▶ **WHAT YOU ARE ASKED TO DO**: Retype the entries below word for word, leaving none out.

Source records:
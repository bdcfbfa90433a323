// Copyright (c) 2025, The Ruskit Authors
// MIT License
// All rights reserved.

//! # RabbitMQ Topology Management
//!
//! This module declares the broker-side topology for a consumer binding:
//! the exchange, the queue, the bindings between them, and the channel-wide
//! prefetch. All declarations are idempotent broker operations, so
//! re-installing the same topology after a channel is recreated is safe.
//!
//! Binding rules follow the exchange kind: a fanout exchange is bound once
//! with an empty routing key regardless of configured patterns; any other
//! kind produces one binding per pattern.

use crate::{
    errors::AmqpError,
    exchange::{ExchangeDefinition, ExchangeKind},
    queue::QueueDefinition,
};
use lapin::{
    options::{BasicQosOptions, QueueBindOptions},
    types::FieldTable,
    Channel,
};
use std::sync::Arc;
use tracing::{debug, error};

/// Channel-wide prefetch: one unacknowledged delivery per consumer at a
/// time, favoring fairness over throughput.
pub(crate) const PREFETCH_COUNT: u16 = 1;

/// The routing keys a queue is bound with on the given exchange kind.
pub(crate) fn routing_keys(kind: &ExchangeKind, patterns: &[String]) -> Vec<String> {
    if *kind == ExchangeKind::Fanout {
        return vec![String::new()];
    }

    patterns.to_vec()
}

/// Declares the topology a consumer binding depends on.
pub(crate) struct TopologyBinder {
    channel: Arc<Channel>,
}

impl TopologyBinder {
    pub(crate) fn new(channel: Arc<Channel>) -> TopologyBinder {
        TopologyBinder { channel }
    }

    /// Asserts the exchange and queue, creates the bindings, and sets the
    /// prefetch. Returns the server-confirmed queue name, which is the name
    /// consumption must use.
    pub(crate) async fn install(
        &self,
        queue: &QueueDefinition,
        exchange: &ExchangeDefinition,
    ) -> Result<String, AmqpError> {
        self.declare_exchange(exchange).await?;
        let queue_name = self.declare_queue(queue).await?;

        for key in routing_keys(&exchange.kind, &queue.patterns) {
            debug!(
                "binding queue: {} to the exchange: {} with the key: {}",
                queue_name, exchange.name, key
            );

            match self
                .channel
                .queue_bind(
                    &queue_name,
                    &exchange.name,
                    &key,
                    QueueBindOptions { nowait: false },
                    FieldTable::default(),
                )
                .await
            {
                Err(err) => {
                    error!(error = err.to_string(), "error to bind queue to exchange");
                    Err(AmqpError::BindingError(
                        exchange.name.clone(),
                        queue_name.clone(),
                    ))
                }
                _ => Ok(()),
            }?;
        }

        match self
            .channel
            .basic_qos(PREFETCH_COUNT, BasicQosOptions::default())
            .await
        {
            Err(err) => {
                error!(error = err.to_string(), "error to configure prefetch");
                Err(AmqpError::QosDeclarationError(queue_name.clone()))
            }
            _ => Ok(()),
        }?;

        Ok(queue_name)
    }

    pub(crate) async fn declare_exchange(
        &self,
        def: &ExchangeDefinition,
    ) -> Result<(), AmqpError> {
        debug!("creating exchange: {}", def.name);

        match self
            .channel
            .exchange_declare(
                &def.name,
                def.kind.clone().try_into()?,
                def.declare_options(),
                def.declare_params(),
            )
            .await
        {
            Err(err) => {
                error!(
                    error = err.to_string(),
                    name = def.name,
                    "error to declare the exchange"
                );
                Err(AmqpError::DeclareExchangeError(def.name.clone()))
            }
            _ => {
                debug!("exchange: {} was created", def.name);
                Ok(())
            }
        }
    }

    async fn declare_queue(&self, def: &QueueDefinition) -> Result<String, AmqpError> {
        debug!("creating queue: {}", def.name);

        match self
            .channel
            .queue_declare(&def.name, def.declare_options(), FieldTable::default())
            .await
        {
            Err(err) => {
                error!(error = err.to_string(), "error to declare the queue");
                Err(AmqpError::DeclareQueueError(def.name.clone()))
            }
            Ok(queue) => {
                debug!("queue: {} was created", def.name);
                Ok(queue.name().to_string())
            }
        }
    }
}

#[cfg(test)]
mod tests {
    use super::*;

    fn patterns(keys: &[&str]) -> Vec<String> {
        keys.iter().map(|k| (*k).to_owned()).collect()
    }

    #[test]
    fn fanout_binds_once_with_empty_key_ignoring_patterns() {
        let keys = routing_keys(&ExchangeKind::Fanout, &patterns(&["a.b", "c.*"]));
        assert_eq!(keys, vec!["".to_owned()]);
    }

    #[test]
    fn direct_binds_once_per_pattern() {
        let keys = routing_keys(&ExchangeKind::Direct, &patterns(&["a", "b", "c"]));
        assert_eq!(keys, patterns(&["a", "b", "c"]));
    }

    #[test]
    fn topic_binds_once_per_pattern() {
        let keys = routing_keys(&ExchangeKind::Topic, &patterns(&["orders.*"]));
        assert_eq!(keys, patterns(&["orders.*"]));
    }
}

▶ **THE COMPLETED TASK**:
repository bdcfbfa90433a323
// Copyright (c) 2025, The Ruskit Authors
// MIT License
// All rights reserved.

//! # RabbitMQ Topology Management
//!
//! This module declares the broker-side topology for a consumer binding:
//! the exchange, the queue, the bindings between them, and the channel-wide
//! prefetch. All declarations are idempotent broker operations, so
//! re-installing the same topology after a channel is recreated is safe.
//!
//! Binding rules follow the exchange kind: a fanout exchange is bound once
//! with an empty routing key regardless of configured patterns; any other
//! kind produces one binding per pattern.

use crate::{
    errors::AmqpError,
    exchange::{ExchangeDefinition, ExchangeKind},
    queue::QueueDefinition,
};
use lapin::{
    options::{BasicQosOptions, QueueBindOptions},
    types::FieldTable,
    Channel,
};
use std::sync::Arc;
use tracing::{debug, error};

/// Channel-wide prefetch: one unacknowledged delivery per consumer at a
/// time, favoring fairness over throughput.
pub(crate) const PREFETCH_COUNT: u16 = 1;

/// The routing keys a queue is bound with on the given exchange kind.
pub(crate) fn routing_keys(kind: &ExchangeKind, patterns: &[String]) -> Vec<String> {
    if *kind == ExchangeKind::Fanout {
        return vec![String::new()];
    }

    patterns.to_vec()
}

/// Declares the topology a consumer binding depends on.
pub(crate) struct TopologyBinder {
    channel: Arc<Channel>,
}

impl TopologyBinder {
    pub(crate) fn new(channel: Arc<Channel>) -> TopologyBinder {
        TopologyBinder { channel }
    }

    /// Asserts the exchange and queue, creates the bindings, and sets the
    /// prefetch. Returns the server-confirmed queue name, which is the name
    /// consumption must use.
    pub(crate) async fn install(
        &self,
        queue: &QueueDefinition,
        exchange: &ExchangeDefinition,
    ) -> Result<String, AmqpError> {
        self.declare_exchange(exchange).await?;
        let queue_name = self.declare_queue(queue).await?;

        for key in routing_keys(&exchange.kind, &queue.patterns) {
            debug!(
                "binding queue: {} to the exchange: {} with the key: {}",
                queue_name, exchange.name, key
            );

            match self
                .channel
                .queue_bind(
                    &queue_name,
                    &exchange.name,
                    &key,
                    QueueBindOptions { nowait: false },
                    FieldTable::default(),
                )
                .await
            {
                Err(err) => {
                    error!(error = err.to_string(), "error to bind queue to exchange");
                    Err(AmqpError::BindingError(
                        exchange.name.clone(),
                        queue_name.clone(),
                    ))
                }
                _ => Ok(()),
            }?;
        }

        match self
            .channel
            .basic_qos(PREFETCH_COUNT, BasicQosOptions::default())
            .await
        {
            Err(err) => {
                error!(error = err.to_string(), "error to configure prefetch");
                Err(AmqpError::QosDeclarationError(queue_name.clone()))
            }
            _ => Ok(()),
        }?;

        Ok(queue_name)
    }

    pub(crate) async fn declare_exchange(
        &self,
        def: &ExchangeDefinition,
    ) -> Result<(), AmqpError> {
        debug!("creating exchange: {}", def.name);

        match self
            .channel
            .exchange_declare(
                &def.name,
                def.kind.clone().try_into()?,
                def.declare_options(),
                def.declare_params(),
            )
            .await
        {
            Err(err) => {
                error!(
                    error = err.to_string(),
                    name = def.name,
                    "error to declare the exchange"
                );
                Err(AmqpError::DeclareExchangeError(def.name.clone()))
            }
            _ => {
                debug!("exchange: {} was created", def.name);
                Ok(())
            }
        }
    }

    async fn declare_queue(&self, def: &QueueDefinition) -> Result<String, AmqpError> {
        debug!("creating queue: {}", def.name);

        match self
            .channel
            .queue_declare(&def.name, def.declare_options(), FieldTable::default())
            .await
        {
            Err(err) => {
                error!(error = err.to_string(), "error to declare the queue");
                Err(AmqpError::DeclareQueueError(def.name.clone()))
            }
            Ok(queue) => {
                debug!("queue: {} was created", def.name);
                Ok(queue.name().to_string())
            }
        }
    }
}

#[cfg(test)]
mod tests {
    use super::*;

    fn patterns(keys: &[&str]) -> Vec<String> {
        keys.iter().map(|k| (*k).to_owned()).collect()
    }

    #[test]
    fn fanout_binds_once_with_empty_key_ignoring_patterns() {
        let keys = routing_keys(&ExchangeKind::Fanout, &patterns(&["a.b", "c.*"]));
        assert_eq!(keys, vec!["".to_owned()]);
    }

    #[test]
    fn direct_binds_once_per_pattern() {
        let keys = routing_keys(&ExchangeKind::Direct, &patterns(&["a", "b", "c"]));
        assert_eq!(keys, patterns(&["a", "b", "c"]));
    }

    #[test]
    fn topic_binds_once_per_pattern() {
        let keys = routing_keys(&ExchangeKind::Topic, &patterns(&["orders.*"]));
        assert_eq!(keys, patterns(&["orders.*"]));
    }
}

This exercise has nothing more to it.